The main extermination sites were camps – Bełżec, Sobibór, Treblinka and Majdanek – in which gas was used for killing. Thousands of Jews were also shot on the streets of ghettos and died of thirst and lack of air in the transports. As a result of the “Aktion Reinhardt,” most of large Jewish communities in occupied Poland ceased to exist.
Every day, Germans murdered around 5,000 to 10,000 people using the exhaust fumes from an engine of a tank in gas chambers in Treblinka. Bodies of the murdered people were buried and burned on large grates to cover up the traces of the atrocities. Clothes and valuables brought by the victims were seized and transported to the Reich. Treblinka is the largest cemetery of Polish Jews and one of the largest cemeteries of Polish citizens. We know only the names of about 45,000 of the 900,000 murdered people.

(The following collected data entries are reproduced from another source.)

use crate::state::{
    config::{config_init, update_config},
    buckets::grid_init,
    owner_init,
    position::{get_position, positions_init},
    token_init,
};

use crate::prelude::*;
#[cfg(not(feature = "library"))]
use cosmwasm_std::entry_point;
use cosmwasm_std::{from_json, Addr, Deps, DepsMut, Env, MessageInfo, QueryResponse, Response};
use cw2::set_contract_version;
use everopt::contracts::market::entry::InstantiateMsg;
use semver::Version;

// version info for migration info
const CONTRACT_NAME: &str = "everopt:market";
const CONTRACT_VERSION: &str = env!("CARGO_PKG_VERSION");

/// Latch against reentry through token or pool hook callbacks.
const REENTRANCY: Item<bool> = Item::new(namespace::REENTRANCY);

#[cfg_attr(not(feature = "library"), entry_point)]
pub fn instantiate(
    deps: DepsMut,
    env: Env,
    info: MessageInfo,
    InstantiateMsg {
        owner,
        pool,
        position_token,
        feed,
        token,
        grid,
        config,
    }: InstantiateMsg,
) -> Result<Response> {
    set_contract_version(deps.storage, CONTRACT_NAME, CONTRACT_VERSION)?;

    let owner = owner
        .map(|owner| owner.validate(deps.api))
        .transpose()?
        .unwrap_or(info.sender);
    owner_init(deps.storage, &owner)?;

    let (feed, feed_decimals) = match feed {
        Some((feed, decimals)) => (Some(feed.validate(deps.api)?), decimals),
        None => (None, 0),
    };
    let initial = Config::new(
        pool.validate(deps.api)?,
        position_token.validate(deps.api)?,
        feed,
        feed_decimals,
    );
    config_init(deps.api, deps.storage, initial, config)?;

    token_init(deps.storage, &deps.querier, deps.api, token)?;
    grid_init(deps.storage, &grid)?;
    positions_init(deps.storage)?;

    let (state, ctx) = StateContext::new(deps, env)?;
    ctx.into_response(&state)
}

#[cfg_attr(not(feature = "library"), entry_point)]
pub fn execute(deps: DepsMut, env: Env, info: MessageInfo, msg: ExecuteMsg) -> Result<Response> {
    let (state, mut ctx) = StateContext::new(deps, env)?;

    opt_ensure!(
        !REENTRANCY.may_load(ctx.storage)?.unwrap_or(false),
        ErrorId::Reentrancy,
        ErrorDomain::Market,
        "a mutating entry point is already in progress"
    );
    REENTRANCY.save(ctx.storage, &true)?;

    // Semi-parse the message to determine the inner message/sender
    // (relevant for CW20s) and any quote units sent into the contract
    let (sender, funds, msg) = parse_message_info(&state, &mut ctx, info, msg)?;

    if state.config.paused {
        match msg {
            ExecuteMsg::Owner(_) => {}
            _ => opt_bail!(
                ErrorId::Paused,
                ErrorDomain::Market,
                "the market is paused"
            ),
        }
    }

    match msg {
        ExecuteMsg::Receive(_) => opt_bail!(
            ErrorId::Cw20Funds,
            ErrorDomain::Market,
            "nested receive messages are not accepted"
        ),

        ExecuteMsg::Owner(owner_msg) => {
            state.assert_owner(ctx.storage, &sender)?;
            ensure_no_funds(&funds)?;
            match owner_msg {
                ExecuteOwnerMsg::ConfigUpdate { update } => {
                    let mut config = state.config.clone();
                    update_config(&mut config, state.api, ctx.storage, update)?;
                }
                ExecuteOwnerMsg::SetPriceBounds { root } => {
                    state.set_price_bounds(&mut ctx, root)?;
                }
            }
        }

        ExecuteMsg::InitializeEngine { subsidy, sigma } => {
            state.assert_owner(ctx.storage, &sender)?;
            ensure_no_funds(&funds)?;
            state.initialize_engine(&mut ctx, subsidy, sigma)?;
        }

        ExecuteMsg::Buy {
            kind,
            strike,
            size,
            prefund,
        } => {
            state.buy(&mut ctx, &sender, funds, kind, strike, size, prefund)?;
        }

        ExecuteMsg::Sell { id, size } => {
            ensure_no_funds(&funds)?;
            state.sell(&mut ctx, &sender, id, size)?;
        }

        ExecuteMsg::Exercise { id } => {
            ensure_no_funds(&funds)?;
            state.exercise(&mut ctx, &sender, id)?;
        }

        ExecuteMsg::DepositFunding { id } => {
            state.deposit_funding(&mut ctx, &sender, funds, id)?;
        }

        ExecuteMsg::AccrueFunding { id } => {
            ensure_no_funds(&funds)?;
            state.accrue_funding(&mut ctx, id)?;
        }

        ExecuteMsg::Liquidate { id } => {
            ensure_no_funds(&funds)?;
            state.liquidate(&mut ctx, &sender, id)?;
        }

        ExecuteMsg::Recenter { new_center } => {
            ensure_no_funds(&funds)?;
            state.recenter(&mut ctx, new_center)?;
        }

        ExecuteMsg::VerifyAndSetCost { cost, shares } => {
            ensure_no_funds(&funds)?;
            state.verify_and_set_cost(&mut ctx, cost, &shares)?;
        }
    }

    REENTRANCY.save(ctx.storage, &false)?;
    ctx.into_response(&state)
}

#[cfg_attr(not(feature = "library"), entry_point)]
pub fn query(deps: Deps, env: Env, msg: QueryMsg) -> Result<QueryResponse> {
    let (state, store) = State::new(deps, env)?;

    match msg {
        QueryMsg::Config {} => state.config.query_result(),
        QueryMsg::Buckets {} => state.buckets_resp(store)?.query_result(),
        QueryMsg::Bucket { index } => state.bucket_resp(store, index)?.query_result(),
        QueryMsg::BucketIndex { price } => {
            state.grid(store)?.index_of(price)?.query_result()
        }
        QueryMsg::SpotPrice {} => state.spot_price(store)?.query_result(),
        QueryMsg::NeedsRebalance {} => state.needs_rebalance(store).query_result(),
        QueryMsg::EngineState {} => state.engine_state_resp(store)?.query_result(),
        QueryMsg::QuoteBuy { kind, strike, size } => {
            let preview = state.trade_preview(store, kind, strike, size, true)?;
            everopt::contracts::market::entry::QuoteResp {
                amount: preview.amount,
            }
            .query_result()
        }
        QueryMsg::QuoteSell { kind, strike, size } => {
            let preview = state.trade_preview(store, kind, strike, size, false)?;
            everopt::contracts::market::entry::QuoteResp {
                amount: preview.amount,
            }
            .query_result()
        }
        QueryMsg::RiskNeutralPrices {} => everopt::contracts::market::entry::RiskNeutralResp {
            prices: state.risk_neutral_prices(store)?,
        }
        .query_result(),
        QueryMsg::ImpliedDistribution {} => {
            everopt::contracts::market::entry::ImpliedDistributionResp {
                midpoints: state.grid(store)?.midpoints()?,
                prices: state.risk_neutral_prices(store)?,
            }
            .query_result()
        }
        QueryMsg::MarkPrice { kind, strike } => {
            state.mark_price(store, kind, strike)?.query_result()
        }
        QueryMsg::Intrinsic { kind, strike } => {
            state.intrinsic(store, kind, strike)?.query_result()
        }
        QueryMsg::FundingPerSecond { kind, strike, size } => state
            .funding_per_second(store, kind, strike, size)?
            .query_result(),
        QueryMsg::Position { id } => state.position_resp(store, id)?.query_result(),
        QueryMsg::Positions { owner } => {
            let owner = owner.validate(state.api)?;
            state.positions_resp(store, &owner)?.query_result()
        }
        QueryMsg::PendingFunding { id } => state.pending_funding_resp(store, id)?.query_result(),
        QueryMsg::IsLiquidatable { id } => {
            let pos = get_position(store, id)?;
            state.is_liquidatable(store, &pos)?.query_result()
        }
        QueryMsg::PriceBounds {} => state.price_bounds(store)?.query_result(),
        QueryMsg::VerifyPriceBound {
            kind,
            strike,
            bid,
            ask,
            proof,
        } => state
            .verify_price_bound(store, kind, strike, bid, ask, &proof)?
            .query_result(),
    }
}

/// Migration entry point, kept minimal: same contract name and a
/// non-decreasing version.
#[cfg_attr(not(feature = "library"), entry_point)]
pub fn migrate(
    deps: DepsMut,
    _env: Env,
    _msg: everopt::contracts::market::entry::MigrateMsg,
) -> Result<Response> {
    let old = cw2::get_contract_version(deps.storage)?;
    opt_ensure!(
        old.contract == CONTRACT_NAME,
        ErrorId::InvalidConfig,
        ErrorDomain::Market,
        "cannot migrate from {}",
        old.contract
    );
    let old_version: Version = old.version.parse()?;
    let new_version: Version = CONTRACT_VERSION.parse()?;
    opt_ensure!(
        old_version <= new_version,
        ErrorId::InvalidConfig,
        ErrorDomain::Market,
        "cannot downgrade from {old_version} to {new_version}"
    );
    set_contract_version(deps.storage, CONTRACT_NAME, CONTRACT_VERSION)?;

    Ok(Response::new())
}

fn ensure_no_funds(funds: &Collateral) -> Result<()> {
    opt_ensure!(
        funds.is_zero(),
        ErrorId::UnnecessaryFunds,
        ErrorDomain::Market,
        "this entry point does not accept funds"
    );
    Ok(())
}

/// Unwrap a CW20 receive hook into its inner message, or read native funds
/// off the message itself.
fn parse_message_info(
    state: &State,
    ctx: &mut StateContext,
    info: MessageInfo,
    msg: ExecuteMsg,
) -> Result<(Addr, Collateral, ExecuteMsg)> {
    let token = state.get_token(ctx.storage)?;

    match msg {
        ExecuteMsg::Receive(receive) => {
            match token {
                Token::Cw20 { addr, .. } => {
                    let expected = addr.validate(state.api)?;
                    opt_ensure!(
                        info.sender == expected,
                        ErrorId::Auth,
                        ErrorDomain::Market,
                        "receive hooks must come from the quote asset {expected}"
                    );
                }
                Token::Native { .. } => opt_bail!(
                    ErrorId::NativeFunds,
                    ErrorDomain::Market,
                    "the quote asset is native, cw20 receive hooks are not accepted"
                ),
            }
            opt_ensure!(
                info.funds.is_empty(),
                ErrorId::UnnecessaryFunds,
                ErrorDomain::Market,
                "native funds on a cw20 receive hook"
            );

            let sender = state.api.addr_validate(&receive.sender)?;
            let funds = Collateral::from_decimal256(token.from_u128(receive.amount.u128())?);
            let inner: ExecuteMsg = from_json(&receive.msg)?;
            Ok((sender, funds, inner))
        }
        msg => {
            let funds = token.amount_from_funds(&info.funds)?;
            Ok((info.sender, funds, msg))
        }
    }
}
//! Provides a number of data types, methods, and traits to have more
//! fine-grained and strongly-typed control of numeric data.
//!
//! Math generally uses [Decimal256](cosmwasm_std::Decimal256), whose atomic
//! representation is 18 decimal places, the WAD fixed-point scale every
//! internal quantity of the protocol is expressed in. This type alone cannot
//! express negative numbers, and we often want additional constraints at
//! compile time. A combination of traits and newtype wrappers gives us a
//! robust framework:
//!
//! * `UnsignedDecimal`: a _trait_, not a concrete type, implemented for
//!   [Collateral], [Price] and [Decimal256](cosmwasm_std::Decimal256) itself.
//!
//! * `NonZero<T>`: a newtype wrapper which ensures that the value is not zero.
//!
//! * `Signed<T>`: a newtype wrapper which allows for positive or negative
//!   values. The ubiquitous `Signed<Decimal256>` has its own alias, [Number];
//!   it carries the share vector, the cached cost and the utility level of
//!   the pricing engine.
//!
//! Conversions between the signed and unsigned worlds always go through
//! checked constructors such as [Signed::try_into_non_negative_value]; there
//! is no `as`-style casting anywhere in the protocol.

mod ops;
mod serialize;

use anyhow::{anyhow, Context, Result};
use cosmwasm_std::{Decimal256, OverflowError, Uint128, Uint256};
use std::{
    fmt::Display,
    ops::{Add, Sub},
    str::FromStr,
};
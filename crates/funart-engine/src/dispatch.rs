use std::sync::atomic::{AtomicBool, Ordering};
use std::sync::{Arc, Mutex, PoisonError};
use std::thread;
use std::time::{Duration, Instant};

use funart_contracts::{GenerationTask, TaskStatus};
use tracing::{debug, info, warn};

use crate::config::ApiConfig;
use crate::error::{ApiStage, GenerationError, Result};
use crate::transport::{ApiCall, ApiResponse, Transport};
use crate::validate::{ensure_success, task_failed};

pub trait Clock: Send + Sync {
    fn now(&self) -> Instant;
    fn sleep(&self, duration: Duration);
}

#[derive(Debug, Clone, Copy, Default)]
pub struct SystemClock;

impl Clock for SystemClock {
    fn now(&self) -> Instant {
        Instant::now()
    }

    fn sleep(&self, duration: Duration) {
        thread::sleep(duration);
    }
}

/// A clock that only moves when slept on. Sleeps are recorded.
#[derive(Debug)]
pub struct ManualClock {
    origin: Instant,
    elapsed: Mutex<Duration>,
    sleeps: Mutex<Vec<Duration>>,
}

impl Default for ManualClock {
    fn default() -> Self {
        Self {
            origin: Instant::now(),
            elapsed: Mutex::new(Duration::ZERO),
            sleeps: Mutex::new(Vec::new()),
        }
    }
}

impl ManualClock {
    pub fn sleeps(&self) -> Vec<Duration> {
        self.sleeps
            .lock()
            .unwrap_or_else(PoisonError::into_inner)
            .clone()
    }
}

impl Clock for ManualClock {
    fn now(&self) -> Instant {
        self.origin + *self.elapsed.lock().unwrap_or_else(PoisonError::into_inner)
    }

    fn sleep(&self, duration: Duration) {
        *self.elapsed.lock().unwrap_or_else(PoisonError::into_inner) += duration;
        self.sleeps
            .lock()
            .unwrap_or_else(PoisonError::into_inner)
            .push(duration);
    }
}

/// Shared flag checked before every poll.
#[derive(Debug, Clone, Default)]
pub struct CancelToken(Arc<AtomicBool>);

impl CancelToken {
    pub fn new() -> Self {
        Self::default()
    }

    pub fn cancel(&self) {
        self.0.store(true, Ordering::SeqCst);
    }

    pub fn is_cancelled(&self) -> bool {
        self.0.load(Ordering::SeqCst)
    }
}

#[derive(Debug, Clone, Copy, PartialEq, Eq)]
pub enum PollState {
    Submitted,
    Polling { attempt: u32 },
    Succeeded,
    Failed,
}

impl PollState {
    /// Transition on an observed vendor status. Terminal states absorb.
    pub fn advance(self, status: TaskStatus) -> PollState {
        match self {
            PollState::Succeeded | PollState::Failed => self,
            PollState::Submitted | PollState::Polling { .. } => {
                if status.is_success() {
                    return PollState::Succeeded;
                }
                if status.is_terminal() {
                    return PollState::Failed;
                }
                let attempt = match self {
                    PollState::Polling { attempt } => attempt + 1,
                    _ => 0,
                };
                PollState::Polling { attempt }
            }
        }
    }

    pub fn is_terminal(self) -> bool {
        matches!(self, PollState::Succeeded | PollState::Failed)
    }
}

/// One synchronous synthesis call.
pub fn dispatch_sync(
    transport: &dyn Transport,
    api_key: &str,
    call: &ApiCall,
) -> Result<ApiResponse> {
    let started = Instant::now();
    let response = transport.call(api_key, call)?;
    info!(
        transport = transport.name(),
        endpoint = %call.endpoint,
        status = response.status,
        request_id = response.request_id.as_deref().unwrap_or("-"),
        elapsed_ms = started.elapsed().as_millis() as u64,
        "synthesis call returned"
    );
    Ok(response)
}

/// Drives a submitted task to a terminal status.
pub struct TaskPoller<'a> {
    transport: &'a dyn Transport,
    clock: &'a dyn Clock,
    config: &'a ApiConfig,
    api_key: &'a str,
    cancel: CancelToken,
}

/// The final reply of a task together with how it got there.
#[derive(Debug, Clone)]
pub struct PollOutcome {
    pub task: GenerationTask,
    pub response: ApiResponse,
    pub polls: u32,
}

impl<'a> TaskPoller<'a> {
    pub fn new(transport: &'a dyn Transport, clock: &'a dyn Clock, config: &'a ApiConfig) -> Self {
        Self {
            transport,
            clock,
            config,
            api_key: config.api_key(),
            cancel: CancelToken::new(),
        }
    }

    /// Use this credential instead of the one in the config.
    pub fn with_api_key(mut self, api_key: &'a str) -> Self {
        self.api_key = api_key;
        self
    }

    pub fn with_cancel(mut self, cancel: CancelToken) -> Self {
        self.cancel = cancel;
        self
    }

    /// Submit, then wait. A task that fails at submit is never polled.
    pub fn run(&self, call: &ApiCall) -> Result<PollOutcome> {
        let (task, response) = self.submit(call)?;
        if task.status.is_success() {
            return Ok(PollOutcome {
                task,
                response,
                polls: 0,
            });
        }
        self.wait(task)
    }

    pub fn submit(&self, call: &ApiCall) -> Result<(GenerationTask, ApiResponse)> {
        let response = self.transport.call(self.api_key, call)?;
        ensure_success(ApiStage::Submit, &response)?;
        let task_id = response
            .task_id()
            .ok_or_else(|| GenerationError::empty_result("task submit returned no task_id"))?
            .to_string();
        let status = response.task_status().unwrap_or(TaskStatus::Pending);
        info!(
            transport = self.transport.name(),
            task_id = %task_id,
            request_id = response.request_id.as_deref().unwrap_or("-"),
            %status,
            "task submitted"
        );
        if status.is_terminal() && !status.is_success() {
            return Err(task_failed(&task_id, status, &response));
        }
        Ok((GenerationTask::new(task_id, status), response))
    }

    pub fn wait(&self, mut task: GenerationTask) -> Result<PollOutcome> {
        let started = self.clock.now();
        let mut state = PollState::Submitted;
        let mut polls = 0_u32;
        loop {
            if self.cancel.is_cancelled() {
                return Err(GenerationError::Cancelled {
                    task_id: task.task_id,
                });
            }
            let waited = self.clock.now().saturating_duration_since(started);
            if waited >= self.config.poll_timeout {
                return Err(GenerationError::TimedOut {
                    task_id: task.task_id,
                    status: task.status,
                    waited_s: waited.as_secs_f64(),
                });
            }
            self.clock.sleep(self.config.poll_delay(polls));
            if self.cancel.is_cancelled() {
                return Err(GenerationError::Cancelled {
                    task_id: task.task_id,
                });
            }

            let response = self.transport.query_task(self.api_key, &task.task_id)?;
            ensure_success(ApiStage::Poll, &response)?;
            polls += 1;
            task.status = response.task_status().unwrap_or(TaskStatus::Unknown);
            if task.status == TaskStatus::Unrecognized {
                warn!(task_id = %task.task_id, polls, "unrecognized task status, still polling");
            }
            state = state.advance(task.status);
            debug!(task_id = %task.task_id, status = %task.status, polls, ?state, "task polled");

            match state {
                PollState::Succeeded => {
                    info!(
                        task_id = %task.task_id,
                        polls,
                        waited_s = self.clock.now().saturating_duration_since(started).as_secs_f64(),
                        "task succeeded"
                    );
                    return Ok(PollOutcome {
                        task,
                        response,
                        polls,
                    });
                }
                PollState::Failed => {
                    return Err(task_failed(&task.task_id, task.status, &response));
                }
                PollState::Submitted | PollState::Polling { .. } => {}
            }
        }
    }
}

On August 2, 1943, at around 16:00, Jewish prisoners started a revolt. Of more than 700 prisoners who took part in the fighting, around 200 managed to escape the camp, and about a hundred survived until the end of the war.
The last insurgent from Treblinka was Samuel Willenberg from Częstochowa who died in 2016. Every year, he visited Poland on the anniversary of the revolt and participated in commemorations.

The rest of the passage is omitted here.